READ: German Synodal Way approves text calling homosexual acts ‘not sinful’ and ‘not intrinsically evil’ 

In addition to the new law allowing employees of the Church in Germany to live contrary to the Church’s teaching on sexuality, the change of the phrase “sexual orientation” to “sexual identity” indicates that German bishops believe the claim that people are “born” as homosexuals, and their erotic inclinations are, therefore, part of their identity. 
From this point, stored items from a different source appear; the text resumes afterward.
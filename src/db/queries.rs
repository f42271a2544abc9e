use super::{Database, Result};
use crate::catalog::CatalogEntry;
use crate::features::{FEATURE_COUNT, FEATURE_NAMES, FeatureVector};
use rusqlite::params_from_iter;
use rusqlite::types::Value;

impl Database {
    /// Replace the whole catalog in a single transaction. Positions follow slice order.
    pub fn replace_catalog(&self, entries: &[CatalogEntry]) -> Result<usize> {
        let columns = FEATURE_NAMES.join(", ");
        let placeholders: Vec<String> = (1..=FEATURE_COUNT + 4).map(|i| format!("?{i}")).collect();
        let sql = format!(
            "INSERT INTO catalog (position, track_id, name, artists, {columns})
             VALUES ({})",
            placeholders.join(", ")
        );

        let tx = self.conn.unchecked_transaction()?;
        tx.execute("DELETE FROM catalog", [])?;
        {
            let mut stmt = tx.prepare(&sql)?;
            for (position, entry) in entries.iter().enumerate() {
                let mut values: Vec<Value> = vec![
                    Value::Integer(position as i64),
                    Value::Text(entry.id.clone()),
                    Value::Text(entry.name.clone()),
                    Value::Text(serde_json::to_string(&entry.artists)?),
                ];
                values.extend(entry.features.values().iter().map(|&v| Value::Real(v)));
                stmt.execute(params_from_iter(values))?;
            }
        }
        tx.commit()?;

        log::debug!("Stored {} catalog rows", entries.len());
        Ok(entries.len())
    }

    /// Load the catalog in dataset order.
    pub fn load_catalog(&self) -> Result<Vec<CatalogEntry>> {
        let columns = FEATURE_NAMES.join(", ");
        let mut stmt = self.conn.prepare(&format!(
            "SELECT track_id, name, artists, {columns} FROM catalog ORDER BY position"
        ))?;

        let rows = stmt
            .query_map([], |row| {
                let mut features = [0.0; FEATURE_COUNT];
                for (d, f) in features.iter_mut().enumerate() {
                    *f = row.get(3 + d)?;
                }
                Ok((
                    row.get::<_, String>(0)?,
                    row.get::<_, String>(1)?,
                    row.get::<_, String>(2)?,
                    FeatureVector(features),
                ))
            })?
            .collect::<std::result::Result<Vec<_>, _>>()?;

        let mut entries = Vec::with_capacity(rows.len());
        for (id, name, artists, features) in rows {
            entries.push(CatalogEntry {
                id,
                name,
                artists: serde_json::from_str(&artists)?,
                features,
            });
        }
        Ok(entries)
    }

    pub fn catalog_count(&self) -> Result<usize> {
        let count: i64 = self
            .conn
            .query_row("SELECT COUNT(*) FROM catalog", [], |row| row.get(0))?;
        Ok(count as usize)
    }
}

#[cfg(test)]
mod tests {
    use super::*;

    fn entry(i: usize) -> CatalogEntry {
        let mut f = [0.0; FEATURE_COUNT];
        for (d, v) in f.iter_mut().enumerate() {
            *v = (i * 100 + d) as f64 + 0.5;
        }
        CatalogEntry {
            id: format!("track{i}"),
            name: format!("Song {i}"),
            artists: vec![format!("Artist {i}"), "Guest".to_string()],
            features: FeatureVector(f),
        }
    }

    #[test]
    fn test_replace_and_load_round_trip() {
        let db = Database::open_in_memory().unwrap();
        let entries: Vec<_> = (0..5).map(entry).collect();
        assert_eq!(db.replace_catalog(&entries).unwrap(), 5);
        assert_eq!(db.load_catalog().unwrap(), entries);
    }

    #[test]
    fn test_load_preserves_dataset_order() {
        let db = Database::open_in_memory().unwrap();
        let entries: Vec<_> = [3, 1, 4, 0, 2].into_iter().map(entry).collect();
        db.replace_catalog(&entries).unwrap();
        let ids: Vec<String> = db.load_catalog().unwrap().into_iter().map(|e| e.id).collect();
        assert_eq!(ids, vec!["track3", "track1", "track4", "track0", "track2"]);
    }

    #[test]
    fn test_replace_drops_previous_rows() {
        let db = Database::open_in_memory().unwrap();
        db.replace_catalog(&(0..8).map(entry).collect::<Vec<_>>()).unwrap();
        db.replace_catalog(&[entry(42)]).unwrap();
        assert_eq!(db.catalog_count().unwrap(), 1);
        assert_eq!(db.load_catalog().unwrap()[0].id, "track42");
    }

    #[test]
    fn test_duplicate_track_id_rolls_back() {
        let db = Database::open_in_memory().unwrap();
        db.replace_catalog(&[entry(1)]).unwrap();
        assert!(db.replace_catalog(&[entry(2), entry(2)]).is_err());
        // Failed import leaves the old catalog in place
        assert_eq!(db.load_catalog().unwrap()[0].id, "track1");
    }
}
As LifeSite’s Pete Baklinski demonstrated in 2021, the assumption that someone can be “born gay” is not backed up by any valid scientific facts: 

Science has made it clear that there are  no known biological factors, such as a ‘gay gene’ for instance, that can be used to distinguish someone with same-sex attraction from someone with opposite-sex attraction. The pro-LGBT British Royal College of Psychiatrists admitted in a 2014 position paper that same-sex attraction is not something one is born with but is determined by a number of factors, including ‘postnatal environmental factors.’ Psychologists have pointed out that childhood trauma, especially in the area of the child-parent relationship, is a key factor in the development of same-sex attraction.

Over 800,000 people work for the Catholic Church in Germany or its institutions. According to Statista, the Catholic Church in Germany received 6.73 billion euros in church taxes in 2021.